The ease of access, quality of service, and speed that online lenders provide will further contribute to the upward trend of the alternative lending market in Russia.
Over the last few years, lending in Russia has seen a slight shift from bank-based lending towards digital lending, following a tightening of regulation and the rise of convenient alternative providers. Tightening regulation for banks and the easing of procedures for digital disruptors have facilitated the environment for the development of online lending in Russia.
The Russian central bank has put regulations in place forcing banks to offer consumer credit only to those with good credit histories and low debt burdens, while alternative lenders are relatively unencumbered by these restrictions. As a result, online lending companies like MoneyMan are well-positioned within the lending sector; however, they are still not able to offer low interest rates comparable with banks, as lending from the central bank to alternative lenders has higher rates. Currently the microfinance lending market share currently stands at just over 1% of total consumer lending in Russia, but the demand for short-term loans will accelerate this position.
The country’s unsecured consumer loan market showed signs of growth in Q4 2016 and Q1 2017, following the negative impact of the economic slowdown of 2013–14. According to National Bureau of Credit Histories (NBKI) statistics, in H1 2017 unsecured loans grew by 3.4%. This is in contrast with the negative growth (-2.9%) in the same period of 2016. In the first eight months of 2017, banks’ retail lending portfolios were up 7.0%, to a total of RUB11.5tn.
The market share for online alternative lending is still very small and can’t compete with banks’ lending. To emphasize this,87% of Russian consumers would choose a bank with a branch presence in order to take a loan, compared to only 1% who would choose a specialist alternative lender, according to GlobalData’s 2017 Retail Banking Insight Survey. This sector will most likely develop in future and become a sustainable part of the short-term lending market in Russia and other countries within Europe.
The survey also revealed that the top three reasons when choosing a loan provider are ease of access (selected by 66% of all respondents), the good reputation of the provider (62%), and a good rate of interest (59%).
One of the biggest players in this market, MoneyMan, established its position in the market from a very early stage, with a 20.5% market share in alternative lending in 2016. The company is growing strongly, having issued loans worth RUB2.26bn in H1 2017 – 2.8 times more than the same period in 2016. This further emphasizes the strong demand for short-term loans in Russia.

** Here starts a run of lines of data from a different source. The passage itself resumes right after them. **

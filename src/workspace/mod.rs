use std::path::{Path, PathBuf};
use std::time::Duration;

use anyhow::{Context, Result, anyhow};

use crate::core::ToolchainVersion;
use crate::platform::{self, Budget, CommandRunOptions};

pub const MODULE_FILE: &str = "go.mod";
pub const WORKSPACE_FILE: &str = "go.work";

/// Makes sure `repo_dir` declares a module. Returns true when the module
/// declaration had to be synthesized (`go mod init` + `go mod tidy`).
pub fn ensure_module(go: &str, repo_dir: &Path, module_path: &str, budget: &Budget) -> Result<bool> {
    let go_mod = repo_dir.join(MODULE_FILE);
    match std::fs::metadata(&go_mod) {
        Ok(_) => return Ok(false),
        Err(err) if err.kind() == std::io::ErrorKind::NotFound => {}
        Err(err) => {
            return Err(anyhow!(err)).with_context(|| format!("stat {}", go_mod.display()));
        }
    }

    run_in(go, &["mod", "init", module_path], repo_dir, budget)?;
    run_in(go, &["mod", "tidy"], repo_dir, budget)?;
    Ok(true)
}

/// Creates a workspace in `root` that uses `member`, and checks that the
/// workspace file really exists afterward.
pub fn init_workspace(go: &str, root: &Path, member: &Path, budget: &Budget) -> Result<PathBuf> {
    let member_s = member.display().to_string();
    run_in(go, &["work", "init", &member_s], root, budget)?;

    let go_work = root.join(WORKSPACE_FILE);
    std::fs::metadata(&go_work)
        .with_context(|| format!("{WORKSPACE_FILE} not created: {}", go_work.display()))?;
    Ok(go_work)
}

/// Version of the toolchain that builds the workspaces.
pub fn toolchain_version(go: &str, timeout: Duration) -> Result<ToolchainVersion> {
    let out = platform::run_command(go, &["env", "GOVERSION"], timeout)?
        .check(&format!("{go} env GOVERSION"))?;
    let raw = out.stdout.trim();
    raw.parse::<ToolchainVersion>()
        .with_context(|| format!("unable to parse toolchain version reported by {go}"))
}

fn run_in(cmd: &str, args: &[&str], dir: &Path, budget: &Budget) -> Result<()> {
    let timeout = budget.command_timeout(cmd)?;
    let label = format!("{cmd} {}", args.join(" "));
    platform::run_command_with_options(
        cmd,
        args,
        timeout,
        &CommandRunOptions {
            cwd: Some(dir.to_path_buf()),
            env: vec![],
        },
    )?
    .check(&label)?;
    Ok(())
}
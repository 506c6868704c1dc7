fn main() {
    if let Some(code) = portcheck::cli::run_marker_mode() {
        std::process::exit(code);
    }
    if let Err(err) = portcheck::cli::run() {
        portcheck::ui::eprintln_error(&err);
        std::process::exit(portcheck::exit::exit_code(&err));
    }
}
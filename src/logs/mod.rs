use std::path::{Path, PathBuf};

use anyhow::{Context, Result};
use serde::Serialize;
use time::OffsetDateTime;

use crate::engine::{CaseReport, RunReport, RunSummary};

const MAX_CMD_OUTPUT_BYTES: usize = 64 * 1024;

#[derive(Debug, Serialize)]
struct RunLog<'a> {
    schema_version: &'static str,
    tool_version: &'a str,
    command: &'static str,
    started_at: &'a str,
    finished_at: &'a str,
    status: &'static str,
    options: &'a RunLogOptions,
    summary: &'a RunSummary,
    cases: Vec<CaseLog<'a>>,
}

/// Flags of the `run` invocation, recorded as given.
#[derive(Debug, Clone, Serialize)]
pub struct RunLogOptions {
    pub long: bool,
    pub latest: bool,
    #[serde(skip_serializing_if = "Option::is_none")]
    pub filter: Option<String>,
    pub bless: bool,
    pub timeout_secs: u64,
    #[serde(skip_serializing_if = "Option::is_none")]
    pub config_path: Option<String>,
}

#[derive(Debug, Serialize)]
struct CaseLog<'a> {
    module: &'a str,
    #[serde(skip_serializing_if = "Option::is_none")]
    test: Option<&'a str>,
    status: &'static str,
    #[serde(skip_serializing_if = "Option::is_none")]
    message: Option<&'a str>,
    #[serde(skip_serializing_if = "Vec::is_empty")]
    sections: Vec<SectionLog<'a>>,
    #[serde(skip_serializing_if = "Option::is_none")]
    workspace: Option<&'a str>,
    #[serde(skip_serializing_if = "<[String]>::is_empty")]
    notes: &'a [String],
    duration_ms: u64,
}

#[derive(Debug, Serialize)]
struct SectionLog<'a> {
    label: &'a str,
    text: String,
}

/// Writes `run-<pid>-<ts>.json` into `dir` and returns its path.
pub fn write_run_log(
    dir: &Path,
    report: &RunReport,
    options: &RunLogOptions,
) -> Result<PathBuf> {
    std::fs::create_dir_all(dir)
        .with_context(|| format!("failed to create log directory: {}", dir.display()))?;

    let pid = std::process::id();
    let ts = OffsetDateTime::now_utc().unix_timestamp_nanos();
    let path = dir.join(format!("run-{pid}-{ts}.json"));

    let log = RunLog {
        schema_version: "1.0",
        tool_version: &report.tool_version,
        command: "run",
        started_at: &report.started_at,
        finished_at: &report.finished_at,
        status: if report.has_failures() { "failed" } else { "ok" },
        options,
        summary: &report.summary,
        cases: report.cases.iter().map(case_log).collect(),
    };

    let buf = serde_json::to_vec_pretty(&log).context("failed to serialize run log (JSON)")?;
    std::fs::write(&path, buf)
        .with_context(|| format!("failed to write run log: {}", path.display()))?;
    Ok(path)
}

fn case_log(case: &CaseReport) -> CaseLog<'_> {
    CaseLog {
        module: &case.module,
        test: case.test.as_deref(),
        status: case.status.as_str(),
        message: case.message.as_deref(),
        sections: case
            .sections
            .iter()
            .map(|s| SectionLog {
                label: &s.label,
                text: truncate_string(&s.text, MAX_CMD_OUTPUT_BYTES),
            })
            .collect(),
        workspace: case.workspace.as_deref(),
        notes: &case.notes,
        duration_ms: case.duration_ms,
    }
}

fn truncate_string(s: &str, max_bytes: usize) -> String {
    if s.len() <= max_bytes {
        return s.to_string();
    }
    let mut idx = max_bytes;
    while idx > 0 && !s.is_char_boundary(idx) {
        idx = idx.saturating_sub(1);
    }
    let head = &s[..idx];
    format!("{head}\n...(truncated, total={} bytes)", s.len())
}

#[cfg(test)]
mod tests {
    use super::*;
    use crate::engine::{CaseStatus, Section};
    use std::sync::atomic::{AtomicU64, Ordering};

    fn report(stderr: String) -> RunReport {
        RunReport {
            schema_version: "1.0".to_string(),
            tool_version: "0.1.0".to_string(),
            started_at: "2026-01-01T00:00:00Z".to_string(),
            finished_at: "2026-01-01T00:00:05Z".to_string(),
            summary: RunSummary {
                errors: 1,
                ..RunSummary::default()
            },
            cases: vec![CaseReport {
                module: "example.com/acme/lib".to_string(),
                test: Some("v1.2.0".to_string()),
                status: CaseStatus::Error,
                message: Some("tool under test failed: exit status 20".to_string()),
                sections: vec![
                    Section {
                        label: "stdout".to_string(),
                        text: String::new(),
                    },
                    Section {
                        label: "stderr".to_string(),
                        text: stderr,
                    },
                ],
                workspace: None,
                notes: vec!["no go.mod upstream; synthesized".to_string()],
                duration_ms: 42,
            }],
        }
    }

    #[test]
    fn run_log_records_cases_and_truncates_streams() {
        static DIR_SEQ: AtomicU64 = AtomicU64::new(0);

        let seq = DIR_SEQ.fetch_add(1, Ordering::Relaxed);
        let dir = std::env::temp_dir().join(format!(
            "portcheck-log-test-{}-{seq}",
            std::process::id()
        ));
        let _ = std::fs::remove_dir_all(&dir);

        let big = "é".repeat(MAX_CMD_OUTPUT_BYTES);
        let options = RunLogOptions {
            long: false,
            latest: true,
            filter: None,
            bless: false,
            timeout_secs: 1800,
            config_path: Some("/work/portcheck.toml".to_string()),
        };
        let path = write_run_log(&dir, &report(big), &options).expect("write log");
        let name = path.file_name().unwrap().to_string_lossy().to_string();
        assert!(name.starts_with(&format!("run-{}-", std::process::id())));
        assert!(name.ends_with(".json"));

        let v: serde_json::Value =
            serde_json::from_slice(&std::fs::read(&path).expect("read log")).expect("json");
        assert_eq!(v["command"], "run");
        assert_eq!(v["status"], "failed");
        assert_eq!(v["options"]["latest"], true);
        assert!(v["options"].get("filter").is_none());
        assert_eq!(v["summary"]["errors"], 1);
        assert_eq!(v["cases"][0]["status"], "error");
        assert_eq!(v["cases"][0]["notes"][0], "no go.mod upstream; synthesized");
        let stderr = v["cases"][0]["sections"][1]["text"].as_str().unwrap();
        assert!(stderr.ends_with(&format!(
            "...(truncated, total={} bytes)",
            MAX_CMD_OUTPUT_BYTES * 2
        )));
        assert!(stderr.len() < MAX_CMD_OUTPUT_BYTES + 64);

        let _ = std::fs::remove_dir_all(&dir);
    }
}
use std::fmt;
use std::path::Path;

use anyhow::{Context, Result, anyhow};
use serde::Serialize;

use crate::platform::{self, Budget};

#[derive(Debug, Clone, Copy, PartialEq, Eq, Serialize)]
#[serde(rename_all = "lowercase")]
pub enum VcsKind {
    Git,
    Mercurial,
}

impl fmt::Display for VcsKind {
    fn fmt(&self, f: &mut fmt::Formatter<'_>) -> fmt::Result {
        f.write_str(match self {
            VcsKind::Git => "git",
            VcsKind::Mercurial => "hg",
        })
    }
}

/// Where the source of a module path lives.
#[derive(Debug, Clone, PartialEq, Eq, Serialize)]
pub struct RepoRoot {
    /// Clone location (URL or local path).
    pub repo: String,
    /// Import path prefix that corresponds to the repository root.
    pub root: String,
    pub vcs: VcsKind,
}

/// Binaries used to drive version control.
#[derive(Debug, Clone)]
pub struct VcsTools {
    pub git: String,
    pub hg: String,
}

impl RepoRoot {
    /// Resolves `import_path` to a repository. A custom `url` wins over the
    /// built-in host rules.
    pub fn for_import_path(import_path: &str, url: Option<&str>) -> Result<RepoRoot> {
        if let Some(url) = url {
            let (vcs, repo) = if let Some(rest) = url.strip_prefix("hg+") {
                (VcsKind::Mercurial, rest)
            } else if url.ends_with(".hg") {
                (VcsKind::Mercurial, url)
            } else {
                (VcsKind::Git, url)
            };
            return Ok(RepoRoot {
                repo: repo.to_string(),
                root: import_path.to_string(),
                vcs,
            });
        }

        let segments: Vec<&str> = import_path.split('/').collect();
        match segments.as_slice() {
            [host @ ("github.com" | "gitlab.com" | "bitbucket.org"), owner, repo, ..]
                if !owner.is_empty() && !repo.is_empty() =>
            {
                Ok(RepoRoot {
                    repo: format!("https://{host}/{owner}/{repo}"),
                    root: format!("{host}/{owner}/{repo}"),
                    vcs: VcsKind::Git,
                })
            }
            ["golang.org", "x", repo, ..] if !repo.is_empty() => Ok(RepoRoot {
                repo: format!("https://go.googlesource.com/{repo}"),
                root: format!("golang.org/x/{repo}"),
                vcs: VcsKind::Git,
            }),
            ["gopkg.in", first, rest @ ..] => gopkg_in(first, rest.first().copied()),
            _ => Err(anyhow!(
                "unable to find repository for {import_path}: unknown host (set `url` for this module)"
            )),
        }
    }
}

// gopkg.in/pkg.vN -> github.com/go-pkg/pkg, gopkg.in/user/pkg.vN -> github.com/user/pkg
fn gopkg_in(first: &str, second: Option<&str>) -> Result<RepoRoot> {
    let split_major = |s: &str| -> Option<(String, String)> {
        let (name, major) = s.rsplit_once(".v")?;
        if name.is_empty() || major.is_empty() || !major.chars().all(|c| c.is_ascii_digit()) {
            return None;
        }
        Some((name.to_string(), major.to_string()))
    };

    if let Some((pkg, _)) = split_major(first) {
        return Ok(RepoRoot {
            repo: format!("https://github.com/go-{pkg}/{pkg}"),
            root: format!("gopkg.in/{first}"),
            vcs: VcsKind::Git,
        });
    }
    if let Some(second) = second {
        if let Some((pkg, _)) = split_major(second) {
            return Ok(RepoRoot {
                repo: format!("https://github.com/{first}/{pkg}"),
                root: format!("gopkg.in/{first}/{second}"),
                vcs: VcsKind::Git,
            });
        }
    }
    Err(anyhow!(
        "unable to find repository for gopkg.in/{first}: missing .vN major version"
    ))
}

/// Materializes `repo` into `dir`, which must not exist yet. With `rev`, the
/// checkout is exactly that revision; otherwise it is the default branch tip.
pub fn checkout(
    tools: &VcsTools,
    repo: &RepoRoot,
    dir: &Path,
    rev: Option<&str>,
    budget: &Budget,
) -> Result<()> {
    if dir.exists() {
        return Err(anyhow!(
            "refusing to reuse checkout directory: {}",
            dir.display()
        ));
    }
    let dir_s = dir.display().to_string();

    match repo.vcs {
        VcsKind::Git => {
            let git = tools.git.as_str();
            run(git, &["clone", "--", &repo.repo, &dir_s], budget)?;
            if let Some(rev) = rev {
                run(git, &["-C", &dir_s, "checkout", "--quiet", rev, "--"], budget)
                    .with_context(|| format!("cannot check out {rev}"))?;
            }
        }
        VcsKind::Mercurial => {
            let hg = tools.hg.as_str();
            match rev {
                Some(rev) => {
                    run(hg, &["clone", "-U", "--", &repo.repo, &dir_s], budget)?;
                    run(hg, &["--cwd", &dir_s, "update", "-r", rev], budget)
                        .with_context(|| format!("cannot check out {rev}"))?;
                }
                None => run(hg, &["clone", "--", &repo.repo, &dir_s], budget)?,
            }
        }
    }

    Ok(())
}

fn run(cmd: &str, args: &[&str], budget: &Budget) -> Result<()> {
    let timeout = budget.command_timeout(cmd)?;
    let label = format!("{cmd} {}", args.join(" "));
    platform::run_command(cmd, args, timeout)?.check(&label)?;
    Ok(())
}

#[cfg(test)]
mod tests {
    use super::*;

    #[test]
    fn known_hosts_resolve_to_repository_roots() {
        let r = RepoRoot::for_import_path("github.com/foo/bar/v2/sub", None).unwrap();
        assert_eq!(r.repo, "https://github.com/foo/bar");
        assert_eq!(r.root, "github.com/foo/bar");
        assert_eq!(r.vcs, VcsKind::Git);

        let r = RepoRoot::for_import_path("golang.org/x/net/http2", None).unwrap();
        assert_eq!(r.repo, "https://go.googlesource.com/net");
        assert_eq!(r.root, "golang.org/x/net");

        let r = RepoRoot::for_import_path("gopkg.in/yaml.v3", None).unwrap();
        assert_eq!(r.repo, "https://github.com/go-yaml/yaml");

        let r = RepoRoot::for_import_path("gopkg.in/natefinch/lumberjack.v2", None).unwrap();
        assert_eq!(r.repo, "https://github.com/natefinch/lumberjack");
        assert_eq!(r.root, "gopkg.in/natefinch/lumberjack.v2");
    }

    #[test]
    fn custom_url_overrides_resolution() {
        let r = RepoRoot::for_import_path("example.com/acme/lib", Some("/srv/acme.git")).unwrap();
        assert_eq!(r.repo, "/srv/acme.git");
        assert_eq!(r.root, "example.com/acme/lib");
        assert_eq!(r.vcs, VcsKind::Git);

        let r = RepoRoot::for_import_path("example.com/x", Some("hg+https://hg.example.com/x"))
            .unwrap();
        assert_eq!(r.vcs, VcsKind::Mercurial);
        assert_eq!(r.repo, "https://hg.example.com/x");
    }

    #[test]
    fn unknown_hosts_fail_resolution() {
        assert!(RepoRoot::for_import_path("example.com/acme/lib", None).is_err());
        assert!(RepoRoot::for_import_path("github.com/foo", None).is_err());
        assert!(RepoRoot::for_import_path("gopkg.in/yaml", None).is_err());
    }

    #[test]
    fn checkout_refuses_existing_directory() {
        let dir = tempfile::tempdir().expect("tempdir");
        let repo = RepoRoot::for_import_path("example.com/a", Some("/nonexistent")).unwrap();
        let tools = VcsTools {
            git: "git".to_string(),
            hg: "hg".to_string(),
        };
        let budget = Budget::new(std::time::Duration::from_secs(5));
        let err = checkout(&tools, &repo, dir.path(), None, &budget).expect_err("must refuse");
        assert!(err.to_string().contains("refusing to reuse"));
    }
}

“The online lending model displaces the traditional offline model, designed to build a broad network of branches. The share of online lending companies grew 6.5 times from 3% in 2015 to 19.9% in 9M 2017, in less than two years. Digital lending allows companies to reduce costs. It is much more operationally efficient due to innovative solutions that automate resource-consuming processes in lending. Digital lending also increases the level of financial inclusion, providing the opportunity to get funds practically anywhere in the country, in a quick and convenient way. This explains the interest of the regulator in online lending, because providing citizens with access to financial resources is one of the most important tasks of the Russian monetary authorities for now,” said Boris Batine, co-founder and CEO at ID Finance (which controls MoneyMan company).
Although microfinance outstanding balances account for only 1.2% of the total debt on unsecured consumer loans, this is the fastest (and currently the only) area of growth in unsecured consumer lending. As new companies enter the market and offer more attractive micro loans, this will help expand consumer lending in Russia. This is proved by the fact that overall microcredit loans from non-banks increased by 23% in January–May 2017, compared to 17% in the same period of 2016.